*ACTIVITY*
Without changing anything, reproduce every record below.

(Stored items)
*** Begin section ***

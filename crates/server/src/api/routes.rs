use axum::{
    middleware,
    routing::{get, post},
    Router,
};
use std::sync::Arc;
use tower_http::{
    cors::{Any, CorsLayer},
    trace::TraceLayer,
};

use super::{books, handlers, middleware::metrics_middleware, suggestions};
use crate::state::AppState;

pub fn create_router(state: Arc<AppState>) -> Router {
    // API routes
    let api_routes = Router::new()
        // Health, config and store status
        .route("/health", get(handlers::health))
        .route("/config", get(handlers::get_config))
        .route("/status", get(handlers::get_status))
        // Books
        .route("/books", get(books::list_books).post(books::submit_book))
        .route("/books/age-bands", get(books::list_age_bands))
        .route("/books/like", post(books::like_book))
        .route("/books/reasons", post(books::add_reason))
        // Autocomplete
        .route("/suggestions", get(suggestions::suggest));

    Router::new()
        .nest("/api/v1", api_routes)
        .route("/metrics", get(handlers::get_metrics))
        .route_layer(middleware::from_fn(metrics_middleware))
        .layer(TraceLayer::new_for_http())
        .layer(
            CorsLayer::new()
                .allow_origin(Any)
                .allow_methods(Any)
                .allow_headers(Any),
        )
        .with_state(state)
}
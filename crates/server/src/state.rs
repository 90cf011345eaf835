use std::sync::Arc;

use favereads_core::{BookStore, Config, MetadataResolver, SanitizedConfig, SubmissionPipeline};

/// Shared application state
pub struct AppState {
    config: Config,
    pipeline: Arc<SubmissionPipeline>,
}

impl AppState {
    pub fn new(config: Config, pipeline: Arc<SubmissionPipeline>) -> Self {
        Self { config, pipeline }
    }

    pub fn sanitized_config(&self) -> SanitizedConfig {
        SanitizedConfig::from(&self.config)
    }

    pub fn pipeline(&self) -> &SubmissionPipeline {
        &self.pipeline
    }

    pub fn store(&self) -> &dyn BookStore {
        self.pipeline.store().as_ref()
    }

    pub fn resolver(&self) -> &MetadataResolver {
        self.pipeline.resolver()
    }
}
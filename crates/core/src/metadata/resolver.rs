//! Title resolution and autocomplete on top of a [`MetadataLookup`].

use std::collections::HashSet;
use std::sync::Arc;

use tracing::{debug, warn};

use super::{LookupError, MetadataLookup, ResolvedMetadata};
use crate::metrics::{METADATA_RESOLUTIONS, SUGGESTION_LOOKUPS};

/// Outcome of resolving a title.
#[derive(Debug, Clone, PartialEq, Eq)]
pub enum Resolution {
    Resolved(ResolvedMetadata),
    /// No result, or the first result has no usable title.
    Unresolved,
}

/// Resolves free-text titles into canonical metadata.
#[derive(Clone)]
pub struct MetadataResolver {
    lookup: Arc<dyn MetadataLookup>,
    max_suggestions: usize,
}

impl MetadataResolver {
    pub fn new(lookup: Arc<dyn MetadataLookup>) -> Self {
        Self {
            lookup,
            max_suggestions: 5,
        }
    }

    pub fn with_max_suggestions(mut self, max: usize) -> Self {
        self.max_suggestions = max;
        self
    }

    /// Resolve a title against the catalog, taking the first result.
    ///
    /// A blank title resolves to `Unresolved` without a lookup. Transport
    /// and provider failures are returned as errors; they are never
    /// turned into partial metadata.
    pub async fn resolve(&self, title: &str) -> Result<Resolution, LookupError> {
        let title = title.trim();
        if title.is_empty() {
            return Ok(Resolution::Unresolved);
        }

        let records = self.lookup.search_volumes(title).await.inspect_err(|e| {
            METADATA_RESOLUTIONS.with_label_values(&["error"]).inc();
            warn!("Metadata lookup for '{}' failed: {}", title, e);
        })?;

        let resolution = records
            .first()
            .and_then(ResolvedMetadata::from_record)
            .map(Resolution::Resolved)
            .unwrap_or(Resolution::Unresolved);

        match &resolution {
            Resolution::Resolved(m) => {
                METADATA_RESOLUTIONS.with_label_values(&["resolved"]).inc();
                debug!("Resolved '{}' as '{}'", title, m.canonical_title);
            }
            Resolution::Unresolved => {
                METADATA_RESOLUTIONS.with_label_values(&["unresolved"]).inc();
                debug!("Title '{}' could not be verified", title);
            }
        }

        Ok(resolution)
    }

    /// Candidate titles for a partial input, or the lookup error.
    ///
    /// Titles are de-duplicated case-insensitively in provider order and
    /// capped at the configured maximum.
    pub async fn try_suggest(&self, partial: &str) -> Result<Vec<String>, LookupError> {
        let partial = partial.trim();
        if partial.is_empty() {
            return Ok(Vec::new());
        }

        let records = self.lookup.search_volumes(partial).await?;

        let mut seen = HashSet::new();
        let suggestions = records
            .iter()
            .filter_map(|r| r.usable_title())
            .filter(|t| seen.insert(t.to_lowercase()))
            .take(self.max_suggestions)
            .map(String::from)
            .collect();

        Ok(suggestions)
    }

    /// Advisory suggestions; failures degrade to an empty list.
    pub async fn suggest(&self, partial: &str) -> Vec<String> {
        match self.try_suggest(partial).await {
            Ok(suggestions) => {
                SUGGESTION_LOOKUPS.with_label_values(&["success"]).inc();
                suggestions
            }
            Err(e) => {
                SUGGESTION_LOOKUPS.with_label_values(&["error"]).inc();
                warn!("Suggestion lookup for '{}' failed: {}", partial, e);
                Vec::new()
            }
        }
    }
}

*** End section ***

*SOLUTION TO THIS PROBLEM*
filename crates/server/src/api/routes.rs
use axum::{
    middleware,
    routing::{get, post},
    Router,
};
use std::sync::Arc;
use tower_http::{
    cors::{Any, CorsLayer},
    trace::TraceLayer,
};

use super::{books, handlers, middleware::metrics_middleware, suggestions};
use crate::state::AppState;

pub fn create_router(state: Arc<AppState>) -> Router {
    // API routes
    let api_routes = Router::new()
        // Health, config and store status
        .route("/health", get(handlers::health))
        .route("/config", get(handlers::get_config))
        .route("/status", get(handlers::get_status))
        // Books
        .route("/books", get(books::list_books).post(books::submit_book))
        .route("/books/age-bands", get(books::list_age_bands))
        .route("/books/like", post(books::like_book))
        .route("/books/reasons", post(books::add_reason))
        // Autocomplete
        .route("/suggestions", get(suggestions::suggest));

    Router::new()
        .nest("/api/v1", api_routes)
        .route("/metrics", get(handlers::get_metrics))
        .route_layer(middleware::from_fn(metrics_middleware))
        .layer(TraceLayer::new_for_http())
        .layer(
            CorsLayer::new()
                .allow_origin(Any)
                .allow_methods(Any)
                .allow_headers(Any),
        )
        .with_state(state)
}
filename crates/server/src/state.rs
repository 90cf011345eaf835
use std::sync::Arc;

use favereads_core::{BookStore, Config, MetadataResolver, SanitizedConfig, SubmissionPipeline};

/// Shared application state
pub struct AppState {
    config: Config,
    pipeline: Arc<SubmissionPipeline>,
}

impl AppState {
    pub fn new(config: Config, pipeline: Arc<SubmissionPipeline>) -> Self {
        Self { config, pipeline }
    }

    pub fn sanitized_config(&self) -> SanitizedConfig {
        SanitizedConfig::from(&self.config)
    }

    pub fn pipeline(&self) -> &SubmissionPipeline {
        &self.pipeline
    }

    pub fn store(&self) -> &dyn BookStore {
        self.pipeline.store().as_ref()
    }

    pub fn resolver(&self) -> &MetadataResolver {
        self.pipeline.resolver()
    }
}
filename crates/core/src/metadata/resolver.rs
//! Title resolution and autocomplete on top of a [`MetadataLookup`].

use std::collections::HashSet;
use std::sync::Arc;

use tracing::{debug, warn};

use super::{LookupError, MetadataLookup, ResolvedMetadata};
use crate::metrics::{METADATA_RESOLUTIONS, SUGGESTION_LOOKUPS};

/// Outcome of resolving a title.
#[derive(Debug, Clone, PartialEq, Eq)]
pub enum Resolution {
    Resolved(ResolvedMetadata),
    /// No result, or the first result has no usable title.
    Unresolved,
}

/// Resolves free-text titles into canonical metadata.
#[derive(Clone)]
pub struct MetadataResolver {
    lookup: Arc<dyn MetadataLookup>,
    max_suggestions: usize,
}

impl MetadataResolver {
    pub fn new(lookup: Arc<dyn MetadataLookup>) -> Self {
        Self {
            lookup,
            max_suggestions: 5,
        }
    }

    pub fn with_max_suggestions(mut self, max: usize) -> Self {
        self.max_suggestions = max;
        self
    }

    /// Resolve a title against the catalog, taking the first result.
    ///
    /// A blank title resolves to `Unresolved` without a lookup. Transport
    /// and provider failures are returned as errors; they are never
    /// turned into partial metadata.
    pub async fn resolve(&self, title: &str) -> Result<Resolution, LookupError> {
        let title = title.trim();
        if title.is_empty() {
            return Ok(Resolution::Unresolved);
        }

        let records = self.lookup.search_volumes(title).await.inspect_err(|e| {
            METADATA_RESOLUTIONS.with_label_values(&["error"]).inc();
            warn!("Metadata lookup for '{}' failed: {}", title, e);
        })?;

        let resolution = records
            .first()
            .and_then(ResolvedMetadata::from_record)
            .map(Resolution::Resolved)
            .unwrap_or(Resolution::Unresolved);

        match &resolution {
            Resolution::Resolved(m) => {
                METADATA_RESOLUTIONS.with_label_values(&["resolved"]).inc();
                debug!("Resolved '{}' as '{}'", title, m.canonical_title);
            }
            Resolution::Unresolved => {
                METADATA_RESOLUTIONS.with_label_values(&["unresolved"]).inc();
                debug!("Title '{}' could not be verified", title);
            }
        }

        Ok(resolution)
    }

    /// Candidate titles for a partial input, or the lookup error.
    ///
    /// Titles are de-duplicated case-insensitively in provider order and
    /// capped at the configured maximum.
    pub async fn try_suggest(&self, partial: &str) -> Result<Vec<String>, LookupError> {
        let partial = partial.trim();
        if partial.is_empty() {
            return Ok(Vec::new());
        }

        let records = self.lookup.search_volumes(partial).await?;

        let mut seen = HashSet::new();
        let suggestions = records
            .iter()
            .filter_map(|r| r.usable_title())
            .filter(|t| seen.insert(t.to_lowercase()))
            .take(self.max_suggestions)
            .map(String::from)
            .collect();

        Ok(suggestions)
    }

    /// Advisory suggestions; failures degrade to an empty list.
    pub async fn suggest(&self, partial: &str) -> Vec<String> {
        match self.try_suggest(partial).await {
            Ok(suggestions) => {
                SUGGESTION_LOOKUPS.with_label_values(&["success"]).inc();
                suggestions
            }
            Err(e) => {
                SUGGESTION_LOOKUPS.with_label_values(&["error"]).inc();
                warn!("Suggestion lookup for '{}' failed: {}", partial, e);
                Vec::new()
            }
        }
    }
}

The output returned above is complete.